*** Opening of DATA SUPPLIED ***
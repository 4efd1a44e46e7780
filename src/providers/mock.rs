/*!
 * Mock backend for testing.
 *
 * This module provides a scripted backend that simulates different behaviors:
 * - `MockProvider::working()` - Always succeeds with a tagged translation
 * - `MockProvider::failing(status)` - Always fails with the given HTTP status
 * - `MockProvider::intermittent(n)` - Fails every n-th request
 * - `MockProvider::failing_with_context()` - Fails only contextual requests
 *
 * Clones share the request log, so a test can hand one clone to the client
 * and inspect the other afterwards.
 */

use async_trait::async_trait;
use parking_lot::Mutex;
use std::sync::Arc;

use crate::errors::ProviderError;
use crate::providers::{Provider, ProviderRequest, ProviderResponse, TokenUsage};

/// Behavior mode for the mock provider
#[derive(Debug, Clone, Copy, PartialEq)]
pub enum MockBehavior {
    /// Always succeeds with a proper translation
    Working,
    /// Fails intermittently (every Nth request)
    Intermittent { fail_every: usize },
    /// Always fails with the given status
    Failing { status_code: u16 },
    /// Fails whenever the request carries context, succeeds otherwise
    FailingWithContext,
    /// Returns an empty translation
    Empty,
}

/// Mock provider for testing translation behavior
#[derive(Debug, Clone)]
pub struct MockProvider {
    /// Behavior mode
    behavior: MockBehavior,
    /// Every request received, in order
    requests: Arc<Mutex<Vec<ProviderRequest>>>,
    /// Custom response generator (optional)
    custom_response: Option<fn(&ProviderRequest) -> String>,
    /// Whether the mock claims to understand context blocks
    contextual: bool,
}

impl MockProvider {
    /// Create a new mock provider with the specified behavior
    pub fn new(behavior: MockBehavior) -> Self {
        Self {
            behavior,
            requests: Arc::new(Mutex::new(Vec::new())),
            custom_response: None,
            contextual: true,
        }
    }

    /// Create a working mock provider that always succeeds
    pub fn working() -> Self {
        Self::new(MockBehavior::Working)
    }

    /// Create an intermittently failing mock provider
    pub fn intermittent(fail_every: usize) -> Self {
        Self::new(MockBehavior::Intermittent { fail_every })
    }

    /// Create a failing mock provider that always answers with `status_code`
    pub fn failing(status_code: u16) -> Self {
        Self::new(MockBehavior::Failing { status_code })
    }

    /// Create a mock that rejects every contextual request
    pub fn failing_with_context() -> Self {
        Self::new(MockBehavior::FailingWithContext)
    }

    /// Create a mock that returns empty translations
    pub fn empty() -> Self {
        Self::new(MockBehavior::Empty)
    }

    /// Set a custom response generator
    pub fn with_custom_response(mut self, generator: fn(&ProviderRequest) -> String) -> Self {
        self.custom_response = Some(generator);
        self
    }

    /// Behave like a backend that ignores context
    pub fn without_context_support(mut self) -> Self {
        self.contextual = false;
        self
    }

    /// Number of requests received so far
    pub fn call_count(&self) -> usize {
        self.requests.lock().len()
    }

    /// Snapshot of all requests received so far
    pub fn requests(&self) -> Vec<ProviderRequest> {
        self.requests.lock().clone()
    }

    /// Translation produced by the working behavior
    pub fn default_translation(request: &ProviderRequest) -> String {
        format!("[{}] {}", request.target_language, request.text)
    }

    fn success(&self, request: &ProviderRequest) -> ProviderResponse {
        let text = match self.custom_response {
            Some(generator) => generator(request),
            None => Self::default_translation(request),
        };
        ProviderResponse {
            usage: Some(TokenUsage {
                prompt_tokens: request.text.len() as u64,
                completion_tokens: text.len() as u64,
            }),
            text,
            status_code: 200,
        }
    }
}

#[async_trait]
impl Provider for MockProvider {
    async fn complete(&self, request: ProviderRequest) -> Result<ProviderResponse, ProviderError> {
        let count = {
            let mut requests = self.requests.lock();
            requests.push(request.clone());
            requests.len()
        };

        match self.behavior {
            MockBehavior::Working => Ok(self.success(&request)),

            MockBehavior::Intermittent { fail_every } => {
                if fail_every > 0 && count % fail_every == 0 {
                    Err(ProviderError::ApiError {
                        message: format!("Simulated intermittent failure (request #{})", count),
                        status_code: 503,
                    })
                } else {
                    Ok(self.success(&request))
                }
            }

            MockBehavior::Failing { status_code } => Err(ProviderError::ApiError {
                message: "Simulated provider failure".to_string(),
                status_code,
            }),

            MockBehavior::FailingWithContext => {
                if request.context.is_some() {
                    Err(ProviderError::ApiError {
                        message: "Simulated context rejection".to_string(),
                        status_code: 400,
                    })
                } else {
                    Ok(self.success(&request))
                }
            }

            MockBehavior::Empty => Ok(ProviderResponse {
                text: String::new(),
                status_code: 200,
                usage: None,
            }),
        }
    }

    fn name(&self) -> &str {
        "mock"
    }

    fn supports_context(&self) -> bool {
        self.contextual
    }
}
*** Close of DATA SUPPLIED ***
### AIM OF THE TASK
Reproduce every record that appears above, keeping the wording exact.

### RESULT
repository 4efd1a44e46e7780
filename src/providers/mock.rs
/*!
 * Mock backend for testing.
 *
 * This module provides a scripted backend that simulates different behaviors:
 * - `MockProvider::working()` - Always succeeds with a tagged translation
 * - `MockProvider::failing(status)` - Always fails with the given HTTP status
 * - `MockProvider::intermittent(n)` - Fails every n-th request
 * - `MockProvider::failing_with_context()` - Fails only contextual requests
 *
 * Clones share the request log, so a test can hand one clone to the client
 * and inspect the other afterwards.
 */

use async_trait::async_trait;
use parking_lot::Mutex;
use std::sync::Arc;

use crate::errors::ProviderError;
use crate::providers::{Provider, ProviderRequest, ProviderResponse, TokenUsage};

/// Behavior mode for the mock provider
#[derive(Debug, Clone, Copy, PartialEq)]
pub enum MockBehavior {
    /// Always succeeds with a proper translation
    Working,
    /// Fails intermittently (every Nth request)
    Intermittent { fail_every: usize },
    /// Always fails with the given status
    Failing { status_code: u16 },
    /// Fails whenever the request carries context, succeeds otherwise
    FailingWithContext,
    /// Returns an empty translation
    Empty,
}

/// Mock provider for testing translation behavior
#[derive(Debug, Clone)]
pub struct MockProvider {
    /// Behavior mode
    behavior: MockBehavior,
    /// Every request received, in order
    requests: Arc<Mutex<Vec<ProviderRequest>>>,
    /// Custom response generator (optional)
    custom_response: Option<fn(&ProviderRequest) -> String>,
    /// Whether the mock claims to understand context blocks
    contextual: bool,
}

impl MockProvider {
    /// Create a new mock provider with the specified behavior
    pub fn new(behavior: MockBehavior) -> Self {
        Self {
            behavior,
            requests: Arc::new(Mutex::new(Vec::new())),
            custom_response: None,
            contextual: true,
        }
    }

    /// Create a working mock provider that always succeeds
    pub fn working() -> Self {
        Self::new(MockBehavior::Working)
    }

    /// Create an intermittently failing mock provider
    pub fn intermittent(fail_every: usize) -> Self {
        Self::new(MockBehavior::Intermittent { fail_every })
    }

    /// Create a failing mock provider that always answers with `status_code`
    pub fn failing(status_code: u16) -> Self {
        Self::new(MockBehavior::Failing { status_code })
    }

    /// Create a mock that rejects every contextual request
    pub fn failing_with_context() -> Self {
        Self::new(MockBehavior::FailingWithContext)
    }

    /// Create a mock that returns empty translations
    pub fn empty() -> Self {
        Self::new(MockBehavior::Empty)
    }

    /// Set a custom response generator
    pub fn with_custom_response(mut self, generator: fn(&ProviderRequest) -> String) -> Self {
        self.custom_response = Some(generator);
        self
    }

    /// Behave like a backend that ignores context
    pub fn without_context_support(mut self) -> Self {
        self.contextual = false;
        self
    }

    /// Number of requests received so far
    pub fn call_count(&self) -> usize {
        self.requests.lock().len()
    }

    /// Snapshot of all requests received so far
    pub fn requests(&self) -> Vec<ProviderRequest> {
        self.requests.lock().clone()
    }

    /// Translation produced by the working behavior
    pub fn default_translation(request: &ProviderRequest) -> String {
        format!("[{}] {}", request.target_language, request.text)
    }

    fn success(&self, request: &ProviderRequest) -> ProviderResponse {
        let text = match self.custom_response {
            Some(generator) => generator(request),
            None => Self::default_translation(request),
        };
        ProviderResponse {
            usage: Some(TokenUsage {
                prompt_tokens: request.text.len() as u64,
                completion_tokens: text.len() as u64,
            }),
            text,
            status_code: 200,
        }
    }
}

#[async_trait]
impl Provider for MockProvider {
    async fn complete(&self, request: ProviderRequest) -> Result<ProviderResponse, ProviderError> {
        let count = {
            let mut requests = self.requests.lock();
            requests.push(request.clone());
            requests.len()
        };

        match self.behavior {
            MockBehavior::Working => Ok(self.success(&request)),

            MockBehavior::Intermittent { fail_every } => {
                if fail_every > 0 && count % fail_every == 0 {
                    Err(ProviderError::ApiError {
                        message: format!("Simulated intermittent failure (request #{})", count),
                        status_code: 503,
                    })
                } else {
                    Ok(self.success(&request))
                }
            }

            MockBehavior::Failing { status_code } => Err(ProviderError::ApiError {
                message: "Simulated provider failure".to_string(),
                status_code,
            }),

            MockBehavior::FailingWithContext => {
                if request.context.is_some() {
                    Err(ProviderError::ApiError {
                        message: "Simulated context rejection".to_string(),
                        status_code: 400,
                    })
                } else {
                    Ok(self.success(&request))
                }
            }

            MockBehavior::Empty => Ok(ProviderResponse {
                text: String::new(),
                status_code: 200,
                usage: None,
            }),
        }
    }

    fn name(&self) -> &str {
        "mock"
    }

    fn supports_context(&self) -> bool {
        self.contextual
    }
}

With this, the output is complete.